A test of captive breeding strategies using the housefly, Musca domestica as a model system
Swann, Amaris Lalicia
Doctor of Philosophy
Inbreeding depression in small isolated populations is a major concern in conservation breeding research. While outbreeding can relieve the symptoms of inbreeding depression in small populations, outbred populations can also experience reduced fitness through negative intrinsic and extrinsic interactions. To understand the impact of outbreeding between divergent populations I used the housefly, Musca domestica , as a model system to simulate captive populations. I evaluated the effects of outbreeding on isolated populations under various situations. Chapter One examines the impact of outbreeding on isolated populations that had different histories of migration and selection. Results demonstrated significant heterotic effects in the outbred lines compared to parent populations.
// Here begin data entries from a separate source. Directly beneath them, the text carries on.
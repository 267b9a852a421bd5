mod common;

use std::fs;

use pretty_assertions::assert_eq;
use soundmatch::params::{OverrideGroup, OverrideTable, ParameterState};
use soundmatch::presets;
use tempdir::TempDir;

#[test]
fn test_duplicate_indices_resolve_last_write_wins() {
  let mut synth = common::synth();
  let before = synth.parameters().to_vec();

  let groups = vec![
    OverrideGroup::new("first pass").values(&[(0, 0.1), (4, 0.2), (9, 0.3)]),
    OverrideGroup::new("fill").fill(8..11, 0.6),
    OverrideGroup::new("correction").values(&[(4, 0.9), (0, 0.0)]),
  ];
  let table = OverrideTable::from_groups(&groups).unwrap();
  synth.set_overridden_parameters(&table).unwrap();

  let expected = [(0, 0.0), (4, 0.9), (8, 0.6), (9, 0.6), (10, 0.6)];
  for (index, value) in expected {
    assert_eq!(synth.get_parameter(index).unwrap(), value, "parameter {}", index);
  }
  for (index, (&old, &new)) in before.iter().zip(synth.parameters()).enumerate() {
    if !expected.iter().any(|&(i, _)| i == index) {
      assert_eq!(new, old, "parameter {} was not in the table", index);
    }
  }
  assert_eq!(synth.overridden().keys().copied().collect::<Vec<_>>(), vec![0, 4, 8, 9, 10]);
}

#[test]
fn test_persist_restore_is_byte_identical() {
  let tmp = TempDir::new("persist").unwrap();
  let first = tmp.path().join("first.json");
  let second = tmp.path().join("second.json");

  let mut synth = common::synth();
  synth.set_overridden_parameters(&presets::preset("simple_fm").unwrap()).unwrap();
  synth.save_state(&first).unwrap();

  let mut restored = common::synth();
  let state = restored.load_state(&first).unwrap();
  restored.save_state(&second).unwrap();

  assert_eq!(fs::read_to_string(&first).unwrap(), fs::read_to_string(&second).unwrap());
  assert_eq!(ParameterState::read(&second).unwrap(), state);
  assert_eq!(restored.free_indices(), synth.free_indices());
}

#[test]
fn test_restore_rejects_other_engine_state() {
  let tmp = TempDir::new("persist").unwrap();
  let path = tmp.path().join("other.json");
  ParameterState::new("dexed", &[0.5; 4], Vec::new()).write(&path).unwrap();

  let mut synth = common::synth();
  assert!(synth.load_state(&path).is_err());
}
Later generation outbred lines experienced reduced fitness, suggesting hybrid breakdown. While historical levels of migration and selection did not affect initial parent fitness, initial parental fitness was found to influence offspring fitness. Historical levels of migration and selection also did not directly affect the level of heterosis in outbred populations. Chapter Two further investigates the consequences outcrossing on populations that have different levels of isolation. Outbred and backcross populations generally had higher or equal fitness than their parental counterparts, indicative of potential heterosis. Possible outbreeding depression was again identified in the F 3 outbred offspring generation, which had lower fitness than previous outbred generations. No clear trends relating length of isolation to hybrid fitness were discovered, but an increase in fitness in outbred populations suggests divergence occurred between parent populations. I also found further support that the fitness of outbred offspring was positively correlated to initial parent fitness. Finally, Chapter Three explores the long-term evolutionary potential of hybrids. Outbred lines experienced higher fitness, which was maintained for multiple generations. Results also determined that more parent populations, rather than outbred populations, had the tendency to go extinct during the experiment. While both parent and outbred lines adapted to both novel and control environments, outbreeding did not facilitate faster adaptation to a novel environment.